WHAT YOU SHOULD DO.
Tally the lines below that contain the word "highlight", then give the tally alone.

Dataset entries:
-- Opening Marker --

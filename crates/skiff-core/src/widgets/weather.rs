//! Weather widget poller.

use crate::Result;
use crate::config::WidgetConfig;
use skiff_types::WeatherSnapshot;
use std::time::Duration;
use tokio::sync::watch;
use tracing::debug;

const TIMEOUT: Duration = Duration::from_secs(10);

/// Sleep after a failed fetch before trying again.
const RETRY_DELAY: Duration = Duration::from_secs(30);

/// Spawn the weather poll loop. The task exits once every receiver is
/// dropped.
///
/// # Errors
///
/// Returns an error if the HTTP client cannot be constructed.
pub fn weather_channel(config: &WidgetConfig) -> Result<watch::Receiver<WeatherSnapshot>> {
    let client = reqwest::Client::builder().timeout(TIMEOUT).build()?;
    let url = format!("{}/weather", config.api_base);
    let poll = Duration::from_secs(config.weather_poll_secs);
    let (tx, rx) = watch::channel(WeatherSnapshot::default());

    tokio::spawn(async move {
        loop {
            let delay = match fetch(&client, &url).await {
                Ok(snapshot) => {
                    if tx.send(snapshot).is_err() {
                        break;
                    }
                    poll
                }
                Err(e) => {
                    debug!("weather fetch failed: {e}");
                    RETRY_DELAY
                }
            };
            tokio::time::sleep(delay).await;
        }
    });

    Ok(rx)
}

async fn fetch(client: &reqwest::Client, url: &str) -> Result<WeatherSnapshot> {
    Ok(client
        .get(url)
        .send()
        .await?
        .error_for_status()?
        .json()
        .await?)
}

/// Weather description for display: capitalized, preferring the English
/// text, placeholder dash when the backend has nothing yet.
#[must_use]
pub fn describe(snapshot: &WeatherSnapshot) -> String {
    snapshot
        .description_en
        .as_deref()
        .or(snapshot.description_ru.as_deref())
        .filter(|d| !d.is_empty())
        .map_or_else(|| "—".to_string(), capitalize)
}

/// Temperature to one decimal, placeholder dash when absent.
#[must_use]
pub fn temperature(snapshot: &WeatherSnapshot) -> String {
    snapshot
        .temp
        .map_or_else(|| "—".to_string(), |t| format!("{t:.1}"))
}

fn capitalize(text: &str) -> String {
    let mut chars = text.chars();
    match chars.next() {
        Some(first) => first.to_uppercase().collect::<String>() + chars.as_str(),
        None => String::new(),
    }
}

-- Closing Marker --
-- Opening Marker --

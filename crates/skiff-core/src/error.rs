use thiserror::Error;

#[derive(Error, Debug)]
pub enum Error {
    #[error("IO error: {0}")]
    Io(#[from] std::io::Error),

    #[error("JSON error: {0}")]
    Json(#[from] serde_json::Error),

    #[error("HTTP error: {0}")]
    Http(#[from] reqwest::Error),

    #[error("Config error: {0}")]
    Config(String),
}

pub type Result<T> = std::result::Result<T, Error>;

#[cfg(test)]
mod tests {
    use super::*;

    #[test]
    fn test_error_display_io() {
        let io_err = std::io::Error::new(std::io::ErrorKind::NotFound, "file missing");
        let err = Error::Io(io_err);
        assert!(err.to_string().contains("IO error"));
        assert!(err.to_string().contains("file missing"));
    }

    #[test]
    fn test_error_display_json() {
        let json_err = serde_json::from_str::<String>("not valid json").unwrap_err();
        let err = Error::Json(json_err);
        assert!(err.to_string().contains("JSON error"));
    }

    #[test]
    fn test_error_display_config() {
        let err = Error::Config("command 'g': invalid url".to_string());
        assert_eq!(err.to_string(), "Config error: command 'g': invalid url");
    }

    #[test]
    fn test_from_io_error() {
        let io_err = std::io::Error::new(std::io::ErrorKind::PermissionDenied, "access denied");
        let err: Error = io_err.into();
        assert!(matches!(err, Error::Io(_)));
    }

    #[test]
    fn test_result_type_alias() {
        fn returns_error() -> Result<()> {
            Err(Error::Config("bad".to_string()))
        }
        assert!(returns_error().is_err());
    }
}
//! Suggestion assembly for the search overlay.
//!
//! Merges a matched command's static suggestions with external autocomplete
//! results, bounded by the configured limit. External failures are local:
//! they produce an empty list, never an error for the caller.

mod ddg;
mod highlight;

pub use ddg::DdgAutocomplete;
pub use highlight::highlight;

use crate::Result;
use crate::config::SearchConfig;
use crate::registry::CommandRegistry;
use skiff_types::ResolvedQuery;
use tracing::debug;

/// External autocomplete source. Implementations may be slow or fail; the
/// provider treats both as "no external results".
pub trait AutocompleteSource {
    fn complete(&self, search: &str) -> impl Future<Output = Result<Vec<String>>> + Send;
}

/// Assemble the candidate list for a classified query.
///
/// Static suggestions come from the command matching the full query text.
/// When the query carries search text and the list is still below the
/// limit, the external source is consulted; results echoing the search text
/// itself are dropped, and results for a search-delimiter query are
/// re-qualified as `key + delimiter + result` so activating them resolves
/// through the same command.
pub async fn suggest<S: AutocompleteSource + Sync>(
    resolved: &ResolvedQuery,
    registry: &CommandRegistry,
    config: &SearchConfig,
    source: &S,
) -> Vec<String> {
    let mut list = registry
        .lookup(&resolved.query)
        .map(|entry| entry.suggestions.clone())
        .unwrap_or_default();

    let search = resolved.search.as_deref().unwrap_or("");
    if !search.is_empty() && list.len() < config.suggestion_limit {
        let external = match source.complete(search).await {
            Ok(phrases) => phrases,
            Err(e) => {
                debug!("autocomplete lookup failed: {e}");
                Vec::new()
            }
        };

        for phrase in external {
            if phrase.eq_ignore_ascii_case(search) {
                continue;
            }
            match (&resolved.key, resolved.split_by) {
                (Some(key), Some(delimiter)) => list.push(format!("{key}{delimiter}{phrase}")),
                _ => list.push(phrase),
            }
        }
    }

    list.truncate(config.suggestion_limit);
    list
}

-- Closing Marker --
-- Opening Marker --

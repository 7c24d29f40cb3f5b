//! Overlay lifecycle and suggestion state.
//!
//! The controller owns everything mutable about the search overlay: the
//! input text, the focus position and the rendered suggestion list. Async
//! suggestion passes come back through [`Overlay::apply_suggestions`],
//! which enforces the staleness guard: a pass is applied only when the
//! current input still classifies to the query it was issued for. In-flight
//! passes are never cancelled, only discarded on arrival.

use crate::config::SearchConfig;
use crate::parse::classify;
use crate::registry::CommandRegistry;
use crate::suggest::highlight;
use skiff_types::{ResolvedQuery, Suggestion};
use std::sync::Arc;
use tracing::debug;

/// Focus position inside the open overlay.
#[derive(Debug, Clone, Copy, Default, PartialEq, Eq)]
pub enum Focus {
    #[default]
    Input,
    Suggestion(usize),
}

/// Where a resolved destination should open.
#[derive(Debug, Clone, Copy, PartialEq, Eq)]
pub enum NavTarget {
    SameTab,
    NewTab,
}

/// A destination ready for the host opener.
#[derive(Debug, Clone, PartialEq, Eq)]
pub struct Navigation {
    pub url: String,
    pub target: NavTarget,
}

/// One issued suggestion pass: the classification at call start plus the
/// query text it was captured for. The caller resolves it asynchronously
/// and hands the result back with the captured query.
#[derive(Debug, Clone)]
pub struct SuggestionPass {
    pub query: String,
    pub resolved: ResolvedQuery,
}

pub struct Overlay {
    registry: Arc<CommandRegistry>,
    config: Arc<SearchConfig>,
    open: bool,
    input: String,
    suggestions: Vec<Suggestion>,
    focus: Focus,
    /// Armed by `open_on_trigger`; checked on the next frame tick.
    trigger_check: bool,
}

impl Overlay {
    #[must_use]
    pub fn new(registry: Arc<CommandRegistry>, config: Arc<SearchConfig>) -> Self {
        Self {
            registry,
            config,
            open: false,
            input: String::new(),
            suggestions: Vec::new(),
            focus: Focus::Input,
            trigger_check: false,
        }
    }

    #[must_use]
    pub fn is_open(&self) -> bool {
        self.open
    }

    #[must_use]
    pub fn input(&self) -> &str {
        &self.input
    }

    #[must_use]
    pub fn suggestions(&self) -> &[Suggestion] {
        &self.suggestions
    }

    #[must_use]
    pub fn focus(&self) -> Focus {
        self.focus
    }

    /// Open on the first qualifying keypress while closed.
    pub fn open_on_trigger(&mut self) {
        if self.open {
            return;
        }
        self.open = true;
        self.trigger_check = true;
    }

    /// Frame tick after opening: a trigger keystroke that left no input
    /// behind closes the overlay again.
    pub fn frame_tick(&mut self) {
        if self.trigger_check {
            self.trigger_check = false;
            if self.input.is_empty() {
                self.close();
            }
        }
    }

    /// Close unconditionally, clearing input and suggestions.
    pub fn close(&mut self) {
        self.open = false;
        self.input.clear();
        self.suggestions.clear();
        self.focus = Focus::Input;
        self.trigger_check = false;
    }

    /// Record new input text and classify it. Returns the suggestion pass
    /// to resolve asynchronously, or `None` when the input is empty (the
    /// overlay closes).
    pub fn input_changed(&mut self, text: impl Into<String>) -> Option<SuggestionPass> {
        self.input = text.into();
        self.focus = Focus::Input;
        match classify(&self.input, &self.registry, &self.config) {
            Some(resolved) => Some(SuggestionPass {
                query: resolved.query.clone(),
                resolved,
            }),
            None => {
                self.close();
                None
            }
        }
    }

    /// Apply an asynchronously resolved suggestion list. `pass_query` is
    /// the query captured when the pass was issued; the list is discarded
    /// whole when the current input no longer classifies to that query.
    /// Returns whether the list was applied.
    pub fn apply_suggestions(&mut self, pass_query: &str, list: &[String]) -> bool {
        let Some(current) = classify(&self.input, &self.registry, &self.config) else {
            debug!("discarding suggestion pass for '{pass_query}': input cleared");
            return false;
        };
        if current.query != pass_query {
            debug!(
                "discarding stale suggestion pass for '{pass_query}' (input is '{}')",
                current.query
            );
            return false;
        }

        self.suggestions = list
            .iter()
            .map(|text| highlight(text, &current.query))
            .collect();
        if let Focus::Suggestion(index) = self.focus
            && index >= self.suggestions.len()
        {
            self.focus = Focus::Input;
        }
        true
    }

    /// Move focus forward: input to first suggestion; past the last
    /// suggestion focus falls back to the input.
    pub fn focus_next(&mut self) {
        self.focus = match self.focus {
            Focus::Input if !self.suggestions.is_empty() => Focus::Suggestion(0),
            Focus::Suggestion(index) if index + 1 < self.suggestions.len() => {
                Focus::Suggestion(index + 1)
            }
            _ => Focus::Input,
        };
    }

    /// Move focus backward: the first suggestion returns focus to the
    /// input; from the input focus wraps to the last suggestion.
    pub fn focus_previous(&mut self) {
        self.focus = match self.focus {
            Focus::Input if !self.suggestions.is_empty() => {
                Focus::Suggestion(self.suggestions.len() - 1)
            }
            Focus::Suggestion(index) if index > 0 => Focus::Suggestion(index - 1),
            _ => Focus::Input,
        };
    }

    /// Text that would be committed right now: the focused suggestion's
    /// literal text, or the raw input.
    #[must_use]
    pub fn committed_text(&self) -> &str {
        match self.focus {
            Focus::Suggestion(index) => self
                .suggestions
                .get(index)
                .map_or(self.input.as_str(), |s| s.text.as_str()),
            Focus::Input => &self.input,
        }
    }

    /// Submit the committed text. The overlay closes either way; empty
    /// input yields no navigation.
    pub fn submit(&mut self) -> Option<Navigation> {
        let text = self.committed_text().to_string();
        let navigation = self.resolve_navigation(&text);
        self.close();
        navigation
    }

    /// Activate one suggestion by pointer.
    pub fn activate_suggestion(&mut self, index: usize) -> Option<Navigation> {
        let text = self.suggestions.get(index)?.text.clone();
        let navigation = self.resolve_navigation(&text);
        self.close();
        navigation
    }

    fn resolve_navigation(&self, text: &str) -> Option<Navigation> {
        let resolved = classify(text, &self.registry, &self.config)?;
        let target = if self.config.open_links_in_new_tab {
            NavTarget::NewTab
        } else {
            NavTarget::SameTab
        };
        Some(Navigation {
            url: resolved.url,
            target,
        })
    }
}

-- Closing Marker --

SOLUTION FOR THIS PROBLEM.
4